When was the last time you heard good news
about a labor action in the United States?

Have you *ever* heard good news about a
labor action in the US?

There may be a reason for that.

Details:

http://www.brasschecktv.com/page/503.html

- Brasscheck



Kudos to Brasscheck for throwing more fuel on the fire of suspicion around the political motives of Fitzgerald's hasty arrest of the Illinois Governor.

Of course the issue is not Governor B's innocence; it would be shocking if he didn't participate in the pervasive process of "pay for play". As a noted defense attorney commented, it is customary for ambassadorships, UN appointments, and other government appointments to flow from campaign contributions and other financial commitments; influence-peddling is the lifeblood of bourgeois politics. Call it cynical, but it is surely naive to feign shock at the horse-trading that characterizes the crassness produced by two-party domination.

At issue here, though, is the blatant, high level abuse of judicial action to influence public sentiment and shape public policy. With Brasscheck, I question the timing of the dramatic arrest that tarnished Governor B's prior defense of Illinois workers and drove the story of militant action to the back pages, diminishing the chances of any "copycat" actions.

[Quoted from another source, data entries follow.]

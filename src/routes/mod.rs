mod custom_words;
mod health;
mod sessions;
mod words;

use axum::http::StatusCode;
use axum::response::{IntoResponse, Response};
use axum::routing::{delete, get, post};
use axum::Router;

use fiszki_core::Language;

use crate::response::{json_error, AppError};
use crate::state::AppState;

pub fn router(state: AppState) -> Router {
    Router::new()
        .nest("/health", health::router())
        .route("/api/words/generate", post(words::generate))
        .route("/api/words/unknown/:language", get(words::unknown_words))
        .route(
            "/api/words/custom/:language",
            get(custom_words::list).post(custom_words::add),
        )
        .route(
            "/api/words/custom/:language/import",
            post(custom_words::import),
        )
        .route(
            "/api/words/custom/:language/:word",
            delete(custom_words::remove),
        )
        .route("/api/sessions", post(sessions::create))
        .route(
            "/api/sessions/:id",
            get(sessions::snapshot).delete(sessions::discard),
        )
        .route("/api/sessions/:id/judge", post(sessions::judge))
        .route("/api/sessions/:id/flip", post(sessions::flip))
        .route("/api/sessions/:id/advance", post(sessions::advance))
        .route("/api/sessions/:id/next-block", post(sessions::next_block))
        .route("/api/sessions/:id/next-round", post(sessions::next_round))
        .route("/api/sessions/:id/review", post(sessions::review))
        .fallback(fallback_handler)
        .with_state(state)
}

async fn fallback_handler() -> Response {
    json_error(StatusCode::NOT_FOUND, "NOT_FOUND", "Nie znaleziono zasobu").into_response()
}

/// Path-segment language lookup shared by the word-list routes.
fn parse_language(raw: &str) -> Result<Language, AppError> {
    Language::from_id(raw).ok_or_else(|| AppError::not_found("Nieznany język"))
}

Later revelations show that Fitzgerald had even bigger fish to fry. Obama's associates, SEIU, and the labor movement in general are now all drawing scrutiny based upon implied association. The weekend Wall Street Journal reveals that an anti-union group, Center for Union Facts, plans to mount a media campaign against the Employee Free Choice Act based upon drawing links between SEIU and Blagojevich.

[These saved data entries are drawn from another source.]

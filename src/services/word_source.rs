//! Generated word lists.
//!
//! A thin client over the Gemini `generateContent` API with a structured
//! output schema pinning the response to an array of word/translation
//! objects. Any failure — transport, HTTP status, parse, empty result —
//! substitutes a fixed per-language fallback list, so generation never
//! fails from the caller's point of view.

use std::time::Duration;

use fiszki_core::{Language, Level, Word, WordCategory};
use serde::Deserialize;
use thiserror::Error;
use tracing::{debug, warn};

const DEFAULT_MODEL: &str = "gemini-2.5-flash";
const DEFAULT_API_ENDPOINT: &str = "https://generativelanguage.googleapis.com/v1beta";
const DEFAULT_TIMEOUT_MS: u64 = 30_000;

#[derive(Debug, Clone)]
pub struct WordSourceConfig {
    pub api_key: Option<String>,
    pub model: String,
    pub api_endpoint: String,
    pub timeout: Duration,
    pub mock: bool,
}

impl Default for WordSourceConfig {
    fn default() -> Self {
        Self {
            api_key: None,
            model: DEFAULT_MODEL.to_string(),
            api_endpoint: DEFAULT_API_ENDPOINT.to_string(),
            timeout: Duration::from_millis(DEFAULT_TIMEOUT_MS),
            mock: false,
        }
    }
}

#[derive(Debug, Error)]
pub enum WordSourceError {
    #[error("word source not configured: {0}")]
    NotConfigured(&'static str),
    #[error("request failed: {0}")]
    Request(#[from] reqwest::Error),
    #[error("HTTP {status}: {body}")]
    HttpStatus {
        status: reqwest::StatusCode,
        body: String,
    },
    #[error("JSON decode failed: {0}")]
    Json(#[from] serde_json::Error),
    #[error("response carried no generated text")]
    EmptyCandidates,
}

#[derive(Debug, Deserialize)]
struct GenerateContentResponse {
    #[serde(default)]
    candidates: Vec<Candidate>,
}

#[derive(Debug, Deserialize)]
struct Candidate {
    content: Option<CandidateContent>,
}

#[derive(Debug, Deserialize)]
struct CandidateContent {
    #[serde(default)]
    parts: Vec<CandidatePart>,
}

#[derive(Debug, Deserialize)]
struct CandidatePart {
    text: Option<String>,
}

impl GenerateContentResponse {
    fn first_text(&self) -> Option<&str> {
        self.candidates
            .first()?
            .content
            .as_ref()?
            .parts
            .first()?
            .text
            .as_deref()
    }
}

#[derive(Clone)]
pub struct WordSource {
    config: WordSourceConfig,
    client: reqwest::Client,
}

impl WordSource {
    pub fn new(config: WordSourceConfig) -> Self {
        let client = reqwest::Client::builder()
            .timeout(config.timeout)
            .build()
            .unwrap_or_else(|_| reqwest::Client::new());
        Self { config, client }
    }

    pub fn from_env() -> Self {
        let api_key = env_string("GEMINI_API_KEY");
        let model = env_string("GEMINI_MODEL").unwrap_or_else(|| DEFAULT_MODEL.to_string());
        let api_endpoint = env_string("GEMINI_API_ENDPOINT")
            .unwrap_or_else(|| DEFAULT_API_ENDPOINT.to_string())
            .trim_end_matches('/')
            .to_string();
        let timeout = Duration::from_millis(env_u64("GEMINI_TIMEOUT").unwrap_or(DEFAULT_TIMEOUT_MS));
        let mock = env_bool("GEMINI_MOCK").unwrap_or(false);

        Self::new(WordSourceConfig {
            api_key,
            model,
            api_endpoint,
            timeout,
            mock,
        })
    }

    pub fn is_available(&self) -> bool {
        self.config
            .api_key
            .as_deref()
            .is_some_and(|v| !v.trim().is_empty())
    }

    /// A word list for the selection, falling back to the static list on
    /// any failure. Never errors.
    pub async fn generate(
        &self,
        language: Language,
        level: Level,
        category: Option<WordCategory>,
    ) -> Vec<Word> {
        if self.config.mock {
            debug!(%language, %level, "word source mock enabled, serving fallback list");
            return fallback_words(language);
        }

        match self.request_words(language, level, category).await {
            Ok(words) if !words.is_empty() => words,
            Ok(_) => {
                warn!(%language, %level, "word source returned an empty list, falling back");
                fallback_words(language)
            }
            Err(err) => {
                warn!(error = %err, %language, %level, "word generation failed, falling back");
                fallback_words(language)
            }
        }
    }

    async fn request_words(
        &self,
        language: Language,
        level: Level,
        category: Option<WordCategory>,
    ) -> Result<Vec<Word>, WordSourceError> {
        let api_key = self
            .config
            .api_key
            .as_deref()
            .filter(|v| !v.trim().is_empty())
            .ok_or(WordSourceError::NotConfigured("GEMINI_API_KEY"))?;

        let url = format!(
            "{}/models/{}:generateContent",
            self.config.api_endpoint, self.config.model
        );
        let payload = serde_json::json!({
            "contents": [{ "parts": [{ "text": build_prompt(language, level, category) }] }],
            "generationConfig": {
                "responseMimeType": "application/json",
                "responseSchema": response_schema(),
            }
        });

        let resp = self
            .client
            .post(&url)
            .header("x-goog-api-key", api_key)
            .json(&payload)
            .send()
            .await?;

        let status = resp.status();
        if !status.is_success() {
            let body = resp.text().await.unwrap_or_default();
            return Err(WordSourceError::HttpStatus { status, body });
        }

        let response: GenerateContentResponse = resp.json().await?;
        let text = response
            .first_text()
            .ok_or(WordSourceError::EmptyCandidates)?;
        let words: Vec<Word> = serde_json::from_str(text.trim())?;
        Ok(words)
    }
}

fn build_prompt(language: Language, level: Level, category: Option<WordCategory>) -> String {
    match category {
        Some(category) => format!(
            "Wygeneruj listę 100 popularnych słów z kategorii \"{}\" w języku {} na poziomie {} (CEFR). \
             Zwróć wynik jako tablicę obiektów JSON, gdzie każdy obiekt zawiera klucz \"word\" ze słowem \
             w języku obcym i klucz \"translation\" z jego polskim tłumaczeniem. Słowa powinny być \
             w podstawowej formie (np. bezokolicznik dla czasowników, mianownik dla rzeczowników).",
            category.display_name(),
            language.display_name(),
            level
        ),
        None => format!(
            "Wygeneruj listę 50 popularnych czasowników w języku {} na poziomie {} (CEFR). \
             Zwróć wynik jako tablicę obiektów JSON, gdzie każdy obiekt zawiera klucz \"word\" \
             z czasownikiem w języku obcym i klucz \"translation\" z jego polskim tłumaczeniem. \
             Czasowniki powinny być w formie bezokolicznika.",
            language.display_name(),
            level
        ),
    }
}

fn response_schema() -> serde_json::Value {
    serde_json::json!({
        "type": "ARRAY",
        "items": {
            "type": "OBJECT",
            "properties": {
                "word": {
                    "type": "STRING",
                    "description": "Słowo w języku obcym w formie podstawowej."
                },
                "translation": {
                    "type": "STRING",
                    "description": "Polskie tłumaczenie słowa."
                }
            },
            "required": ["word", "translation"]
        }
    })
}

/// Fixed per-language list served whenever generation is unavailable.
pub fn fallback_words(language: Language) -> Vec<Word> {
    match language {
        Language::English => vec![
            Word::new("be", "być"),
            Word::new("have", "mieć"),
            Word::new("do", "robić"),
            Word::new("say", "powiedzieć"),
            Word::new("go", "iść"),
        ],
        Language::Spanish => vec![
            Word::new("ser", "być"),
            Word::new("tener", "mieć"),
            Word::new("hacer", "robić"),
            Word::new("decir", "powiedzieć"),
            Word::new("ir", "iść"),
        ],
    }
}

fn env_string(key: &str) -> Option<String> {
    std::env::var(key).ok().filter(|v| !v.trim().is_empty())
}

fn env_u64(key: &str) -> Option<u64> {
    env_string(key)?.parse().ok()
}

fn env_bool(key: &str) -> Option<bool> {
    env_string(key).map(|v| v == "true" || v == "1")
}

Those who fail to oppose this judicial thuggery should be reminded of the Federal campaign against Teamster President Ron Carey who died last week. On the heels of his victory against corruption and his leadership of an historic UPS strike, Carey was driven from the union leadership by a long, tedious judicial mugging that forced him from the union leadership and set back the cause of class struggle unionism. Then, like now, few had the stomach for a principled fight for judicial fairness in the face of public humiliation.